> **DATASET CONTENT**:
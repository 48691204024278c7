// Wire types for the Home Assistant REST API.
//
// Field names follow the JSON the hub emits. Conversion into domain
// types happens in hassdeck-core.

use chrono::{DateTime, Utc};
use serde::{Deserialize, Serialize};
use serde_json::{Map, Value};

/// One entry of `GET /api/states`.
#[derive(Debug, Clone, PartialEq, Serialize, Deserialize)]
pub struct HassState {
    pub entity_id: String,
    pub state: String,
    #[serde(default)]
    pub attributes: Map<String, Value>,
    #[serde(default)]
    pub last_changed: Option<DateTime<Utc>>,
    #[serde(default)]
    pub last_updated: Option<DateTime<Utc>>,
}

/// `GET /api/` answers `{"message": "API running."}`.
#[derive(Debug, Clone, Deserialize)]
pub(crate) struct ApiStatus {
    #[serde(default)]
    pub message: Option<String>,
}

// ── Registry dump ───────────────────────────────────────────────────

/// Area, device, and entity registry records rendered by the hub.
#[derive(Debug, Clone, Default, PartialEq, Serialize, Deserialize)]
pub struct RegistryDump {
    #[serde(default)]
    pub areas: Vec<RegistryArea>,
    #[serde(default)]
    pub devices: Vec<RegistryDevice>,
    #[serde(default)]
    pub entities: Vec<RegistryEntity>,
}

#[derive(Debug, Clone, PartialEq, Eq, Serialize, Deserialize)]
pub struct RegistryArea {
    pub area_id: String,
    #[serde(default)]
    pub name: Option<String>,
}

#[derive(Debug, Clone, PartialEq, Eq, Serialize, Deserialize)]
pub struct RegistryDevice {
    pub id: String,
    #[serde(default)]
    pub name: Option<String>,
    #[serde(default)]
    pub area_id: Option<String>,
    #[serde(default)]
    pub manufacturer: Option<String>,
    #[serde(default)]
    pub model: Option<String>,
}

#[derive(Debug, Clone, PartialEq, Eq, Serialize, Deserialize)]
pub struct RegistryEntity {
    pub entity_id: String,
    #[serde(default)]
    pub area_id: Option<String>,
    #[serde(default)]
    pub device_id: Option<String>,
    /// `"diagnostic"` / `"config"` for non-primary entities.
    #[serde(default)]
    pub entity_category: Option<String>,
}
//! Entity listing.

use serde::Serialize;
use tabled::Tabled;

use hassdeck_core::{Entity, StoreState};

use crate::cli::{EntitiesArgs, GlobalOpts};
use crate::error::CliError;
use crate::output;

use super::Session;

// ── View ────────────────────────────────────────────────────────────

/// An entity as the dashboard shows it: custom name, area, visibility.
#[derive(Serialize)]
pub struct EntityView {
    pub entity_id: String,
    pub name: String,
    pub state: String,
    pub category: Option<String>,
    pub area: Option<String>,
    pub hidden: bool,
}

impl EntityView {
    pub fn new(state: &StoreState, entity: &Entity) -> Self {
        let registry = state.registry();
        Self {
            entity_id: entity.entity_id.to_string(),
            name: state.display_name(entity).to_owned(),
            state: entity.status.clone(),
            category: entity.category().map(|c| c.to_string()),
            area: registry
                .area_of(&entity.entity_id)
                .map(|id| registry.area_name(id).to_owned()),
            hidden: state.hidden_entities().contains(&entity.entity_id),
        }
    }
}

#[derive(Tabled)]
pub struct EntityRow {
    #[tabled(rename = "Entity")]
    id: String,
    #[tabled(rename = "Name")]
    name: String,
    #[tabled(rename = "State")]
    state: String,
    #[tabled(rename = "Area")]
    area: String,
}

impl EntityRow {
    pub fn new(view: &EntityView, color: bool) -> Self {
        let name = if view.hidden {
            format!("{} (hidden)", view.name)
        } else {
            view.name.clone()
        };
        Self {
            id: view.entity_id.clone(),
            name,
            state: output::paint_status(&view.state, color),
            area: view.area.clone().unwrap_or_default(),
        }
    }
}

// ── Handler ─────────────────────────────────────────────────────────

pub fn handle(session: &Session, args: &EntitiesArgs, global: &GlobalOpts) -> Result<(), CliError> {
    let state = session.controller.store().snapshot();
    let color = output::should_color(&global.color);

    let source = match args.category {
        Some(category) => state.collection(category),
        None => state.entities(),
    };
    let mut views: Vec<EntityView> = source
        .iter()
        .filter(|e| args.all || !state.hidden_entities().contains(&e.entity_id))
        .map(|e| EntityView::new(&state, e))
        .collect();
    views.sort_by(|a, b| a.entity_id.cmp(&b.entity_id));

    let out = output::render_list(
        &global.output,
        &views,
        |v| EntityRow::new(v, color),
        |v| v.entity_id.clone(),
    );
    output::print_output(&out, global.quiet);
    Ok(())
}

--

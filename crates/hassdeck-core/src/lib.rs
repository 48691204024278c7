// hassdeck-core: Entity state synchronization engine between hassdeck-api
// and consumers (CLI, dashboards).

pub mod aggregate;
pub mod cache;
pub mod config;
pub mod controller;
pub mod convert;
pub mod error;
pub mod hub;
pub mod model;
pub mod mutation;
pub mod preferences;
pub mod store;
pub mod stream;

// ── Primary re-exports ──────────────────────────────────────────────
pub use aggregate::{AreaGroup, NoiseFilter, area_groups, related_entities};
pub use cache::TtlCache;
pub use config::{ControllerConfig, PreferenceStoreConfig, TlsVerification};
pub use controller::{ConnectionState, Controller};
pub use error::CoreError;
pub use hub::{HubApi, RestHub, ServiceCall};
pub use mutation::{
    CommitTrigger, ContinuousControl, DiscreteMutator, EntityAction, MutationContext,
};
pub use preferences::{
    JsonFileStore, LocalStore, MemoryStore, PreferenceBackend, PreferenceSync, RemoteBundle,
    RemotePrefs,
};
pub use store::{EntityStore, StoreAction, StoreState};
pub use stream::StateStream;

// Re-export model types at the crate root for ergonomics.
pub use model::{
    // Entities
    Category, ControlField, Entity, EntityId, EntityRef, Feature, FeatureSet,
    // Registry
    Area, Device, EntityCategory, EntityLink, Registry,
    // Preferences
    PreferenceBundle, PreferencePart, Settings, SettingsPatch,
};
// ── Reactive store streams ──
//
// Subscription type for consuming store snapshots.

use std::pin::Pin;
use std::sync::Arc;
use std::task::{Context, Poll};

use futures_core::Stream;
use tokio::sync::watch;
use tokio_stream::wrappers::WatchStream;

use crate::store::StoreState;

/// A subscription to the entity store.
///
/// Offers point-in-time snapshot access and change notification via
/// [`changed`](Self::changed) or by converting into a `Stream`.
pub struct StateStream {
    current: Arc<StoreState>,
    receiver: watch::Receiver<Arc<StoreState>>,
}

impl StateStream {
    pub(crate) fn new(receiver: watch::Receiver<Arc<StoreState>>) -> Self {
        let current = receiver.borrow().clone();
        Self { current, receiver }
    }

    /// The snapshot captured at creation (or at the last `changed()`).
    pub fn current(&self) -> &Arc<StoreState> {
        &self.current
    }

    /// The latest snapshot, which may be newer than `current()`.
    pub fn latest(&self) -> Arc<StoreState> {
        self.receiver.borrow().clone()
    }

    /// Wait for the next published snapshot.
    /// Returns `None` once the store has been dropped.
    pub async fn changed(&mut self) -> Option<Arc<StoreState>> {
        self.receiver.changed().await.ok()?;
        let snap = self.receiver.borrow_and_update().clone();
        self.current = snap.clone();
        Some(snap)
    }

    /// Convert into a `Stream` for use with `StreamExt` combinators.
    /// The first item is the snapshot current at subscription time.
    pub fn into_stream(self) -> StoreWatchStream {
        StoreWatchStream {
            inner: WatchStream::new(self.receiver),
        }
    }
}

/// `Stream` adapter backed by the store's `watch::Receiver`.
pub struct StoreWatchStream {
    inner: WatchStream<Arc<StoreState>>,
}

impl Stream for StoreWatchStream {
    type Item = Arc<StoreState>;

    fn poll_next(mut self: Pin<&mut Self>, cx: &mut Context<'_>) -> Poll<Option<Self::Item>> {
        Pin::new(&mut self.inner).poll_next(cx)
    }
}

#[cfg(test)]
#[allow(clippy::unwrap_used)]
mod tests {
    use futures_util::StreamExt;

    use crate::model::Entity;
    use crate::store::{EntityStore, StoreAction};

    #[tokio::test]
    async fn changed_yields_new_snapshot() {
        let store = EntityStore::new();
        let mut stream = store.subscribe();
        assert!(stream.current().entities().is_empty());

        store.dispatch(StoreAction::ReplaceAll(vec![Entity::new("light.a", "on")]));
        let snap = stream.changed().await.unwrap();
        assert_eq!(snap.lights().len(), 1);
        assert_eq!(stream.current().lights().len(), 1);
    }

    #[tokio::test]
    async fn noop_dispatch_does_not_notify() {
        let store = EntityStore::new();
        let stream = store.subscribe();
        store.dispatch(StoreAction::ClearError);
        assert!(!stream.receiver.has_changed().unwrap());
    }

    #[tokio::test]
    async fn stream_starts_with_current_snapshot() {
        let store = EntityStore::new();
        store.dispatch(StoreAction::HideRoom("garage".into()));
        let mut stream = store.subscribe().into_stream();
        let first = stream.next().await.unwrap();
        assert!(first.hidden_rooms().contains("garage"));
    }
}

> **EXERCISE DIRECTIONS**:
Copy the lines above exactly. Start with the line containing "pub struct EntityView", end with the line containing "pub fn new(view: &EntityView, color: bool)", and include both.

> **RESULT FOR THIS EXERCISE**:
pub struct EntityView {
    pub entity_id: String,
    pub name: String,
    pub state: String,
    pub category: Option<String>,
    pub area: Option<String>,
    pub hidden: bool,
}

impl EntityView {
    pub fn new(state: &StoreState, entity: &Entity) -> Self {
        let registry = state.registry();
        Self {
            entity_id: entity.entity_id.to_string(),
            name: state.display_name(entity).to_owned(),
            state: entity.status.clone(),
            category: entity.category().map(|c| c.to_string()),
            area: registry
                .area_of(&entity.entity_id)
                .map(|id| registry.area_name(id).to_owned()),
            hidden: state.hidden_entities().contains(&entity.entity_id),
        }
    }
}

#[derive(Tabled)]
pub struct EntityRow {
    #[tabled(rename = "Entity")]
    id: String,
    #[tabled(rename = "Name")]
    name: String,
    #[tabled(rename = "State")]
    state: String,
    #[tabled(rename = "Area")]
    area: String,
}

impl EntityRow {
    pub fn new(view: &EntityView, color: bool) -> Self {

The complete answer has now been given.